# Human-Computer Interaction Research

The human-computer interaction research group at NAVER AI Lab is a vibrant research group demonstrating how contemporary AI technologies can be beautifully embedded in computing systems, and understanding how we should design AI technologies to benefit end-users. Our research interests included but not limited to:

* AI-infused interactive systems
* Digital health and well-being applications
* Accessibility and safety of AI
* Large Language Model-driven computing systems and empathetic agents

## Call For Open-Rank Research Scientists

We invite applications for self-motivated research scientists in the field of HCI.&#x20;

**Location:** In-person, NAVER main office at Seongnam, Gyeonggi, South Korea

### We expect you to do the following:

* Execute academic research agendas at the intersection of HCI and AI.
* Actively collaborate with other researchers at NAVER AI LAB to demonstrate the capabilities of AI technologies in designing novel HCI systems.
* Lead a wide range of research activities including but not limited to interactive prototyping, user studies, surveys, design sprint, literature review, and deployment study.
* Disseminate research outcomes at top-tier academic venues such as conferences and journals.

### Working Environment:

* You can pursue your research visions in a bottom-up research environment where you can propose a research agenda and organize the team on your own.
* You can collaborate with other researchers at other teams at NAVER or other academic institutes.
* We provide various forms of collaboration, including research internship.
* You will have opportunities to collaborate with product teams at NAVER, which develop numerous kinds of in-the-wild services on various platforms such as web, mobile, desktop, and smart speakers.

## Minimum Qualifications

* Holds a PhD degree (or expected to receive within 3 months) in HCI-related disciplines such as Computer Science, Information Science, and Industrial Design
* **3 primary-authored (1st or corresponding) main track full papers at \[CHI, UIST, CSCW, or IMWUT]** within the last *6 year*s, **at least 2 of them at CHI.**
* Expertise in technical prototyping of interactive computing artifacts
* Expertise in the quantitative and qualitative HCI research methods
* Proficient verbal and written communication in English

## Preferred Qualifications

* Being knowledgeable in Machine Learning, Computer Vision, or NLP technologies to streamline the collaboration with AI researchers
* Having rich experience in designing and developing AI-infused interactive systems

<br>

***

## Selected Publications (2023-)

NAVER AI Lab employees (full-time and interns) are distinguished by being displayed in bold text.&#x20;

### 2024

**ChaCha: Leveraging Large Language Models to Prompt Children to Share Their Emotions about Personal Events**\
**Woosuk Seo**, Chanmo Yang,and **Young-Ho Kim** \
ACM CHI 2024 ([PDF](http://younghokim.net/files/papers/chacha-chi24-preprint-240219.pdf))
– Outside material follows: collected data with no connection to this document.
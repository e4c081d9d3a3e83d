//! Chain adapter seam
//!
//! One adapter per chain; the orchestrator is parameterized over a
//! source/destination pair and never sees family-specific transaction
//! shapes. Those quirks live behind `TxRequest`: each family interprets the
//! same request with its own calls (an EVM adapter turns `Approve` into an
//! ERC-20 allowance transaction; a Solana adapter turns it into a no-op or a
//! token-program delegate).

use async_trait::async_trait;

use crate::error::AdapterError;
use crate::types::{Chain, ChainFamily};

/// Family-agnostic transaction request
#[derive(Debug, Clone, PartialEq)]
pub enum TxRequest {
    /// Grant the burn entry point a spending allowance
    Approve { amount: u128 },
    /// Burn `amount` toward `destination_domain`, crediting `mint_recipient`
    Burn {
        amount: u128,
        destination_domain: u32,
        mint_recipient: String,
        /// Relayer fee ceiling, quoted at call time (see
        /// `ChainAdapter::quote_max_fee`). Families whose burn call takes no
        /// fee parameter ignore it.
        max_fee: u128,
    },
    /// Present proof-of-burn to the destination's message-receiving entry
    /// point
    Mint {
        message: Vec<u8>,
        attestation: Vec<u8>,
    },
}

/// Outcome of waiting for a transaction
#[derive(Debug, Clone, PartialEq)]
pub struct TxReceipt {
    pub tx_hash: String,
    pub success: bool,
    pub block_number: Option<u64>,
}

/// Wallet/RPC access for a single chain.
///
/// `request_switch` is fire-and-forget: wallets can resolve a switch request
/// before the provider has actually updated, so callers must poll
/// `current_chain_id` to confirm the switch took effect.
#[async_trait]
pub trait ChainAdapter: Send + Sync {
    /// The chain this adapter drives
    fn chain(&self) -> Chain;

    /// Address of the connected signer; used as the transfer initiator and
    /// default mint recipient
    fn signer_address(&self) -> String;

    /// Address of the bridged token on this chain
    fn bridged_token(&self) -> String;

    /// Whether burns on this chain need a prior spending allowance
    fn requires_approval(&self) -> bool {
        matches!(self.chain().family(), ChainFamily::Evm)
    }

    /// Wallet-visible chain id this adapter expects to be active before it
    /// can submit, when the family has switchable networks. `None` for
    /// families without a shared-wallet network concept.
    fn expected_chain_id(&self) -> Option<u64>;

    /// Token balance of `owner`
    async fn balance(&self, token: &str, owner: &str) -> Result<u128, AdapterError>;

    /// Current allowance granted by `owner` to the burn entry point
    async fn burn_allowance(&self, owner: &str) -> Result<u128, AdapterError>;

    /// Relayer fee ceiling for burning `amount`, quoted now rather than
    /// derived from a hardcoded schedule
    async fn quote_max_fee(&self, amount: u128) -> Result<u128, AdapterError>;

    /// Submit a transaction; returns its hash. A reused-nonce pre-flight
    /// failure surfaces as `AdapterError::NonceAlreadyUsed` without a hash,
    /// since no transaction reaches the chain.
    async fn submit(&self, tx: TxRequest) -> Result<String, AdapterError>;

    /// Wait for a submitted transaction to land and report its status
    async fn wait_for_receipt(&self, tx_hash: &str) -> Result<TxReceipt, AdapterError>;

    /// Chain id the wallet/provider is currently on
    async fn current_chain_id(&self) -> Result<u64, AdapterError>;

    /// Ask the wallet to switch networks. Resolution of this call does not
    /// mean the switch happened.
    async fn request_switch(&self, chain_id: u64) -> Result<(), AdapterError>;
}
**MindfulDiary: Harnessing Large Language Model to Support Psychiatric Patients' Journaling**\
**Taewan Kim**, Seolyeong Bae, Hyun Ah Kim, Su-woo Lee, Hwajung Hong, Chanmo Yang\*, and **Young-Ho Kim**\*(\*co-corresponding)\
ACM CHI 2024 ([PDF](http://younghokim.net/files/papers/kim_mindfuldiary_chi24_preprint_240222.pdf))

**Understanding the Impact of Long-Term Memory on Self-Disclosure with Large Language Model-Driven Chatbots for Public Health Intervention**\
**Eunkyung Jo**, Yuin Jeong, SoHyun Park, Daniel A. Epstein, and **Young-Ho Kim**\
ACM CHI 2024 ([PDF](http://younghokim.net/files/papers/carecall-ltm-chi24-preprint-240216.pdf))
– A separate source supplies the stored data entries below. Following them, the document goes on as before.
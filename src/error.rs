//! Error taxonomy for the bridge core
//!
//! The split matters more than the shapes: `BridgeError` covers pre-burn and
//! precondition failures only. Anything that goes wrong after a burn is
//! confirmed is reported as a `PendingManualMint` outcome with the record
//! retained, never as an error that could read as data loss.

use thiserror::Error;

/// Record store failures
#[derive(Debug, Error)]
pub enum StoreError {
    #[error("record store io failure: {0}")]
    Io(#[from] std::io::Error),

    #[error("record serialization failed: {0}")]
    Serialization(#[from] serde_json::Error),

    #[error("record store backend failure: {0}")]
    Backend(String),
}

/// Chain adapter failures.
///
/// `NonceAlreadyUsed` is the destination contract's reused-nonce signal and
/// is load-bearing: the orchestrator treats it as confirmation that the
/// transfer already completed, not as an error.
#[derive(Debug, Clone, PartialEq, Eq, Error)]
pub enum AdapterError {
    #[error("destination reports this transfer was already minted (nonce already used)")]
    NonceAlreadyUsed,

    #[error("active network does not match the requested chain: {0}")]
    NetworkMismatch(String),

    #[error("request was rejected by the signer: {0}")]
    Rejected(String),

    #[error("insufficient funds: {0}")]
    InsufficientFunds(String),

    #[error("transaction reverted: {0}")]
    Reverted(String),

    #[error("timed out waiting for the chain: {0}")]
    Timeout(String),

    #[error("rpc failure: {0}")]
    Rpc(String),
}

/// Classify a raw provider/wallet error string into a typed adapter error.
///
/// Providers and wallets only give us strings at this boundary; classify
/// once here so nothing downstream ever dispatches on message text. Order
/// matters: the reused-nonce signal often arrives wrapped in a revert
/// message, so it is checked before the generic revert match.
pub fn classify_submit_error(raw: &str) -> AdapterError {
    let lower = raw.to_lowercase();

    if lower.contains("nonce already used")
        || lower.contains("already been processed")
        || lower.contains("already received")
        || lower.contains("message already processed")
    {
        return AdapterError::NonceAlreadyUsed;
    }

    if lower.contains("wrong network")
        || lower.contains("chain mismatch")
        || lower.contains("unrecognized chain")
        || lower.contains("network changed")
        || lower.contains("does not match the target chain")
    {
        return AdapterError::NetworkMismatch(raw.to_string());
    }

    if lower.contains("user rejected") || lower.contains("user denied") {
        return AdapterError::Rejected(raw.to_string());
    }

    if lower.contains("insufficient funds") || lower.contains("insufficient balance") {
        return AdapterError::InsufficientFunds(raw.to_string());
    }

    if lower.contains("reverted") {
        return AdapterError::Reverted(raw.to_string());
    }

    if lower.contains("timeout") || lower.contains("timed out") {
        return AdapterError::Timeout(raw.to_string());
    }

    AdapterError::Rpc(raw.to_string())
}

/// Attestation service failures.
///
/// All of these are retryable from the poll loop's point of view; they exist
/// so logs can distinguish "service unreachable" from "service responded
/// with something we cannot use".
#[derive(Debug, Clone, PartialEq, Eq, Error)]
pub enum AttestationError {
    #[error("attestation service unreachable: {0}")]
    Transport(String),

    #[error("attestation service returned status {0}")]
    Status(u16),

    #[error("attestation response malformed: {0}")]
    Malformed(String),

    #[error("invalid attestation endpoint: {0}")]
    InvalidEndpoint(String),
}

/// Top-level orchestrator errors: preconditions and pre-burn failures.
#[derive(Debug, Error)]
pub enum BridgeError {
    #[error("transfer amount must be greater than zero")]
    InvalidAmount,

    #[error("insufficient balance: need {needed}, have {available}")]
    InsufficientBalance { needed: u128, available: u128 },

    #[error(
        "a transfer for this wallet is already in flight (burn {burn_tx_hash}); \
         resolve or dismiss it before starting a new one"
    )]
    TransferInFlight { burn_tx_hash: String },

    #[error("a claim for burn {burn_tx_hash} is already in progress")]
    ClaimInProgress { burn_tx_hash: String },

    #[error("token approval failed: {0}")]
    ApprovalFailed(AdapterError),

    #[error("burn failed before confirmation, no funds moved: {0}")]
    BurnFailed(AdapterError),

    #[error("transaction hash has an invalid shape: {0}")]
    InvalidTxHash(String),

    #[error("no CCTP burn found for {tx_hash} on any probed domain {probed:?}")]
    NoBurnFound { tx_hash: String, probed: Vec<u32> },

    #[error("operation cancelled")]
    Cancelled,

    #[error(transparent)]
    Store(#[from] StoreError),

    #[error(transparent)]
    Adapter(#[from] AdapterError),

    #[error(transparent)]
    Attestation(#[from] AttestationError),
}

#[cfg(test)]
mod tests {
    use super::*;

    #[test]
    fn test_classify_nonce_already_used() {
        assert_eq!(
            classify_submit_error("execution reverted: Nonce already used"),
            AdapterError::NonceAlreadyUsed
        );
        assert_eq!(
            classify_submit_error("message already processed"),
            AdapterError::NonceAlreadyUsed
        );
    }

    #[test]
    fn test_classify_nonce_beats_generic_revert() {
        // A reused nonce usually surfaces inside a revert message; it must
        // classify as NonceAlreadyUsed, not Reverted.
        let err = classify_submit_error("execution reverted: nonce already used by relayer");
        assert_eq!(err, AdapterError::NonceAlreadyUsed);
    }

    #[test]
    fn test_classify_network_mismatch() {
        assert!(matches!(
            classify_submit_error("Unrecognized chain ID 8453"),
            AdapterError::NetworkMismatch(_)
        ));
    }

    #[test]
    fn test_classify_rejection() {
        assert!(matches!(
            classify_submit_error("User rejected the request."),
            AdapterError::Rejected(_)
        ));
    }

    #[test]
    fn test_classify_revert_and_fallback() {
        assert!(matches!(
            classify_submit_error("execution reverted: paused"),
            AdapterError::Reverted(_)
        ));
        assert!(matches!(
            classify_submit_error("connection refused"),
            AdapterError::Rpc(_)
        ));
    }

    #[test]
    fn test_classify_timeout() {
        assert!(matches!(
            classify_submit_error("request timed out after 30s"),
            AdapterError::Timeout(_)
        ));
    }
}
**DiaryMate: Understanding User Perceptions and Experience in Human-AI Collaboration for Personal Journaling**\
**Taewan Kim**, Donghoon Shin, **Young-Ho Kim**, and Hwajung Hong\
ACM CHI 2024 ([PDF](http://younghokim.net/files/papers/diarymate-chi24.pdf))

**GenQuery: Supporting Expressive Visual Search with Generative Models**\
Kihoon Son, DaEun Choi, Tae Soo Kim, **Young-Ho Kim**, and Juho Kim\
ACM CHI 2024 ([PDF](http://younghokim.net/files/papers/genquery-chi24.pdf))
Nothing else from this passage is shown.